Товарищ, живший в квартире фотографического гуру в его отсутствие, решил развеять мой благоговейный интерес. Он пригласил меня в гости и стал показывать найденные где-то на антресолях ранние опыты будущего мастера, приговаривая, что это, конечно, совсем «не тот Михайлов», которым все привыкли восхищаться. Михайлов был действительно «не тот»: визуальный ряд советской любительской фотографии на этих снимках еще не успел превратиться в метаязык для описания неудавшегося коммунистического эксперимента. На «карточках» были изображены прежде всего объекты, а не дистанция по отношению к ним, что впоследствии стало отличительной чертой фотографии Михайлова. В общем, передо мной были простые любительские снимки из тех, которые до сих пор могут храниться на многочисленных харьковских антресолях.

©  Борис Михайлов

Если бы он был русским
Трудно не вспомнить эту историю, пусть и не совсем к месту, в связи с новой книгой Михайлова «Макет Брауншвейг». Для ее создания Михайлов поехал в немецкий провинциальный городок, где провел фотосессию во время театральной постановки в местном театре. Ставили «Персов» Эсхила, в качестве хора привлекли несколько сотен простых местных жителей, а в качестве человека, должного привнести в этот проект непременные «междисциплинарность» и «диалогичность», — живущего в Берлине украинского фотографа. То, что получилось в результате, можно считать полноценным итогом «немецкого периода» Бориса Михайлова, который продолжается с середины 90-х годов и все чаще ставит в тупик поклонников этого документатора (пост)советской визуальности.

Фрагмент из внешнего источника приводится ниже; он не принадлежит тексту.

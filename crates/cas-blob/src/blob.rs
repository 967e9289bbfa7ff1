//! The hash-tree blob.
//!
//! Leaf chunks hold `chunk_size` bytes of content. A pointer chunk at level
//! `n > 0` holds `fanout` child keys for level `n - 1`. The tree height is a
//! pure function of the blob size, so the manifest does not record it:
//!
//! ```text
//! height(0)    = 0
//! height(size) = number of divisions by fanout that take
//!                (size - 1) / chunk_size to zero
//! ```
//!
//! A leaf index is turned into a path of slot indices by repeated
//! `mod fanout` / `div fanout`, collected bottom-up and followed top-down.

use std::borrow::Cow;

use tracing::{debug, warn};

use cas_store::{Chunk, ChunkStore};
use cas_types::{Key, KEY_SIZE};

use crate::cursor::BlobCursor;
use crate::error::{BlobError, BlobResult};
use crate::manifest::{Manifest, Tuning};
use crate::stash::Stash;

/// Result of a positional read.
#[derive(Clone, Copy, Debug, PartialEq, Eq)]
pub struct ReadOutcome {
    /// Bytes placed at the front of the caller's buffer.
    pub len: usize,
    /// The read reached the end of the blob: either it started at or past
    /// the size, or it was cut short by it.
    pub eof: bool,
}

/// The most recently fetched durable leaf.
///
/// Durable chunks never change, so a cached leaf stays valid until a write
/// replaces it with a private copy. Writers must [`clear`](LeafCache::clear)
/// it.
#[derive(Debug, Default)]
pub(crate) struct LeafCache {
    entry: Option<(u64, Chunk)>,
}

impl LeafCache {
    fn get(&self, leaf: u64) -> Option<&Chunk> {
        match &self.entry {
            Some((cached, chunk)) if *cached == leaf => Some(chunk),
            _ => None,
        }
    }

    pub(crate) fn clear(&mut self) {
        self.entry = None;
    }
}

/// A sparse byte sequence backed by a hash tree of chunks.
///
/// A blob is opened from a [`Manifest`]. Writes stage copies of the touched
/// chunks in a [`Stash`]. [`Blob::save`] persists them, and the blob stays
/// usable afterwards.
pub struct Blob<S> {
    stash: Stash<S>,
    manifest: Manifest,
}

impl<S: ChunkStore> Blob<S> {
    /// Open a blob described by `manifest` on top of `store`.
    pub fn open(store: S, manifest: Manifest) -> BlobResult<Self> {
        manifest.validate()?;
        Ok(Self {
            stash: Stash::new(store),
            manifest,
        })
    }

    /// The current manifest. Its root may be a Private key until the next
    /// [`save`](Blob::save).
    pub fn manifest(&self) -> &Manifest {
        &self.manifest
    }

    /// Logical length in bytes.
    pub fn size(&self) -> u64 {
        self.manifest.size
    }

    pub fn chunk_type(&self) -> &str {
        &self.manifest.chunk_type
    }

    pub fn tuning(&self) -> Tuning {
        self.manifest.tuning()
    }

    /// Number of pointer levels above the leaves.
    pub fn height(&self) -> u8 {
        if self.manifest.size == 0 {
            return 0;
        }
        self.levels_for_leaf((self.manifest.size - 1) / self.chunk_size())
    }

    /// The staging area holding this blob's unsaved chunks.
    pub fn stash(&self) -> &Stash<S> {
        &self.stash
    }

    /// A `std::io` view of the blob starting at offset 0.
    pub fn cursor(&mut self) -> BlobCursor<'_, S> {
        BlobCursor::new(self)
    }

    // ---------------------------------------------------------------
    // Addressing
    // ---------------------------------------------------------------

    fn chunk_size(&self) -> u64 {
        u64::from(self.manifest.chunk_size)
    }

    fn chunk_len(&self, level: u8) -> usize {
        if level == 0 {
            self.manifest.chunk_size as usize
        } else {
            self.manifest.fanout as usize * KEY_SIZE
        }
    }

    fn levels_for_leaf(&self, leaf: u64) -> u8 {
        let fanout = u64::from(self.manifest.fanout);
        let mut index = leaf;
        let mut levels = 0;
        while index > 0 {
            index /= fanout;
            levels += 1;
        }
        levels
    }

    /// Slot indices leading from a root at `height` down to `leaf`.
    fn slot_path(&self, leaf: u64, height: u8) -> Vec<usize> {
        let fanout = u64::from(self.manifest.fanout);
        let mut index = leaf;
        let mut path = Vec::with_capacity(usize::from(height));
        for _ in 0..height {
            path.push((index % fanout) as usize);
            index /= fanout;
        }
        debug_assert_eq!(index, 0, "leaf {leaf} lies outside a tree of height {height}");
        path.reverse();
        path
    }

    // ---------------------------------------------------------------
    // Read
    // ---------------------------------------------------------------

    /// Read into `buf` starting at `offset`.
    ///
    /// The request is clipped to the blob size. Regions that were never
    /// written read as zeros.
    pub fn read_at(&self, buf: &mut [u8], offset: u64) -> BlobResult<ReadOutcome> {
        self.read_cached(buf, offset, &mut LeafCache::default())
    }

    /// [`read_at`](Blob::read_at), reusing `cache` for a leaf fetched by an
    /// earlier call and refilling it on a miss.
    pub(crate) fn read_cached(
        &self,
        buf: &mut [u8],
        offset: u64,
        cache: &mut LeafCache,
    ) -> BlobResult<ReadOutcome> {
        let size = self.manifest.size;
        if offset >= size {
            return Ok(ReadOutcome { len: 0, eof: true });
        }
        let available = size - offset;
        let (want, eof) = if buf.len() as u64 > available {
            (available as usize, true)
        } else {
            (buf.len(), false)
        };

        let chunk_size = self.chunk_size();
        let mut done = 0;
        while done < want {
            let pos = offset + done as u64;
            let within = (pos % chunk_size) as usize;
            let n = (want - done).min(chunk_size as usize - within);

            let index = pos / chunk_size;
            let dst = &mut buf[done..done + n];
            if let Some(chunk) = cache.get(index) {
                fill_from(dst, &chunk.buf, within);
            } else {
                match self.leaf_for_read(index)? {
                    Cow::Borrowed(chunk) => fill_from(dst, &chunk.buf, within),
                    Cow::Owned(chunk) => {
                        fill_from(dst, &chunk.buf, within);
                        cache.entry = Some((index, chunk));
                    }
                }
            }

            done += n;
        }
        Ok(ReadOutcome { len: want, eof })
    }

    fn leaf_for_read(&self, leaf: u64) -> BlobResult<Cow<'_, Chunk>> {
        let chunk_type = &self.manifest.chunk_type;
        let height = self.height();
        let mut key = self.manifest.root;
        let mut level = height;
        for slot in self.slot_path(leaf, height) {
            let chunk = self.stash.get(&key, chunk_type, level)?;
            key = child_key(&key, &chunk.buf, slot, level)?;
            level -= 1;
        }
        Ok(self.stash.get(&key, chunk_type, 0)?)
    }

    // ---------------------------------------------------------------
    // Write
    // ---------------------------------------------------------------

    /// Write all of `buf` at `offset`, growing the blob if needed.
    ///
    /// The size only ever grows. Writing past the end leaves a zero-filled
    /// gap that costs no storage.
    pub fn write_at(&mut self, buf: &[u8], offset: u64) -> BlobResult<usize> {
        if offset.checked_add(buf.len() as u64).is_none() {
            return Err(BlobError::OffsetOverflow {
                offset,
                len: buf.len() as u64,
            });
        }

        let chunk_size = self.chunk_size();
        let mut done = 0;
        while done < buf.len() {
            let pos = offset + done as u64;
            let within = (pos % chunk_size) as usize;
            let n = (buf.len() - done).min(chunk_size as usize - within);

            let leaf = self.writable_leaf(pos / chunk_size)?;
            let chunk = self.stash.get_mut(&leaf, &self.manifest.chunk_type, 0)?;
            debug_assert_eq!(chunk.buf.len(), chunk_size as usize);
            chunk.buf[within..within + n].copy_from_slice(&buf[done..done + n]);

            done += n;
            let end = pos + n as u64;
            if end > self.manifest.size {
                self.manifest.size = end;
            }
        }
        Ok(buf.len())
    }

    /// Private key of the leaf at index `leaf`, privatizing every chunk on
    /// the path to it.
    fn writable_leaf(&mut self, leaf: u64) -> BlobResult<Key> {
        let chunk_type = self.manifest.chunk_type.clone();
        let pointer_len = self.chunk_len(1);
        let needed = self.levels_for_leaf(leaf);
        let mut height = self.height();

        // Grow upward. The root is replaced before the size catches up, so a
        // failure later in this write can leave the tree one level taller
        // than the size implies. Size stays authoritative for addressing.
        while height < needed {
            height += 1;
            let grown = self.privatize(&Key::Empty, &chunk_type, height)?;
            let old_root = self.manifest.root.to_bytes();
            self.stash.get_mut(&grown, &chunk_type, height)?.buf[..KEY_SIZE]
                .copy_from_slice(&old_root);
            self.manifest.root = grown;
            debug!(height, "blob tree grew");
        }

        let current = self.manifest.root;
        let root = self.privatize(&current, &chunk_type, height)?;
        self.manifest.root = root;

        let mut parent = root;
        let mut level = height;
        for slot in self.slot_path(leaf, height) {
            let child = {
                let chunk = self.stash.get(&parent, &chunk_type, level)?;
                debug_assert_eq!(chunk.buf.len(), pointer_len);
                child_key(&parent, &chunk.buf, slot, level)?
            };
            let child = self.privatize(&child, &chunk_type, level - 1)?;
            self.stash.get_mut(&parent, &chunk_type, level)?.buf
                [slot * KEY_SIZE..(slot + 1) * KEY_SIZE]
                .copy_from_slice(&child.to_bytes());

            parent = child;
            level -= 1;
        }
        debug_assert_eq!(level, 0);
        Ok(parent)
    }

    /// Stage a size-correct private copy of a chunk.
    ///
    /// A pointer chunk coming from the store has every slot checked on the
    /// way in: once private, its slots are trusted to hold Private keys.
    fn privatize(&mut self, key: &Key, chunk_type: &str, level: u8) -> BlobResult<Key> {
        let len = self.chunk_len(level);
        let private = self.stash.clone_chunk(key, chunk_type, level, len)?;
        if level > 0 && !key.is_private() {
            let chunk = self.stash.get(&private, chunk_type, level)?;
            for slot in 0..self.manifest.fanout as usize {
                child_key(key, &chunk.buf, slot, level)?;
            }
        }
        Ok(private)
    }

    // ---------------------------------------------------------------
    // Save
    // ---------------------------------------------------------------

    /// Persist every staged chunk and return the resulting manifest.
    ///
    /// Subtrees that were not edited are already durable and are skipped.
    /// The blob remains open; later writes privatize chunks again as needed.
    pub fn save(&mut self) -> BlobResult<Manifest> {
        let root = self.persist(self.manifest.root, self.height())?;
        self.manifest.root = root;
        debug!(
            chunk_type = %self.manifest.chunk_type,
            root = %root.short_hex(),
            size = self.manifest.size,
            "blob saved"
        );
        Ok(self.manifest.clone())
    }

    fn persist(&mut self, key: Key, level: u8) -> BlobResult<Key> {
        if !key.is_private() {
            return Ok(key);
        }
        let chunk_type = self.manifest.chunk_type.clone();

        if level > 0 {
            for slot in 0..self.manifest.fanout as usize {
                let child = {
                    let chunk = self.stash.get(&key, &chunk_type, level)?;
                    child_key(&key, &chunk.buf, slot, level)?
                };
                if !child.is_private() {
                    continue;
                }
                let saved = self.persist(child, level - 1)?;
                self.stash.get_mut(&key, &chunk_type, level)?.buf
                    [slot * KEY_SIZE..(slot + 1) * KEY_SIZE]
                    .copy_from_slice(&saved.to_bytes());
            }
        }

        trim_zeros(&mut self.stash.get_mut(&key, &chunk_type, level)?.buf);
        Ok(self.stash.save(&key, &chunk_type, level)?)
    }
}

/// Decode the child key in `slot` of a pointer chunk.
///
/// Slots past the end of a trimmed buffer read as [`Key::Empty`]. Private
/// keys are only legitimate inside a private parent; anywhere else they, and
/// Invalid keys, mean the stored tree is corrupt.
fn child_key(parent: &Key, buf: &[u8], slot: usize, level: u8) -> BlobResult<Key> {
    let start = slot * KEY_SIZE;
    let mut raw = [0u8; KEY_SIZE];
    if start < buf.len() {
        let end = buf.len().min(start + KEY_SIZE);
        raw[..end - start].copy_from_slice(&buf[start..end]);
    }
    let decoded = if parent.is_private() {
        Key::from_bytes_private(&raw)
    } else {
        Key::from_bytes(&raw)
    };
    let key = decoded.unwrap_or(Key::Invalid);
    if key.is_invalid() {
        warn!(level, slot, parent = ?parent, "reserved key in pointer chunk");
        return Err(BlobError::Corrupt { level, slot, key });
    }
    Ok(key)
}

/// Copy leaf bytes from `within` into `dst`, zero-filling past the stored end.
fn fill_from(dst: &mut [u8], stored: &[u8], within: usize) {
    let stored = stored.get(within..).unwrap_or(&[]);
    let copied = stored.len().min(dst.len());
    dst[..copied].copy_from_slice(&stored[..copied]);
    dst[copied..].fill(0);
}

fn trim_zeros(buf: &mut Vec<u8>) {
    let len = buf.iter().rposition(|&b| b != 0).map_or(0, |i| i + 1);
    buf.truncate(len);
}

impl<S> std::fmt::Debug for Blob<S> {
    fn fmt(&self, f: &mut std::fmt::Formatter<'_>) -> std::fmt::Result {
        f.debug_struct("Blob")
            .field("manifest", &self.manifest)
            .field("stash", &self.stash)
            .finish()
    }
}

«Макет Брауншвейг» начинается с визуального набора, известного по предыдущим немецким работам Михайлова, прежде всего — по книге Look at Me, I Look at Water: нервные карандашные заметки на полях в сопровождении нарочито неграмотного английского перевода; как будто случайные, подчеркнуто необязательные, произвольно расположенные снимки. На одном из первых же разворотов — полуироническая «Ода гражданам Брауншвейга», где художник рассыпается в благодарностях принявшему его городу, а на соседней странице демонстрирует свое «дополнительное» металлическое сердце, вставленное ему в Берлине. Похоже, что изощренные проявления благодарности западным институциям превратились в особый жанр постсоветского искусства — как тут не вспомнить недавнее видео группы «Что делать?» для музея Ван Аббе в Эйндховене, где хор местных жителей на все лады воспевает достоинства своего музея. Михайлов, как и «Что делать?», конструирует собственного жителя европейской провинции. Изначально он планировал снимать «маленьких немцев» в их жилищах, среди повседневного быта, но эта идея не встретила энтузиазма у публики, пришедшей на театральный кастинг. В результате Михайлов поставил каждого из театральных аматеров перед черным задником и без предварительного отбора перефотографировал их всех в профиль.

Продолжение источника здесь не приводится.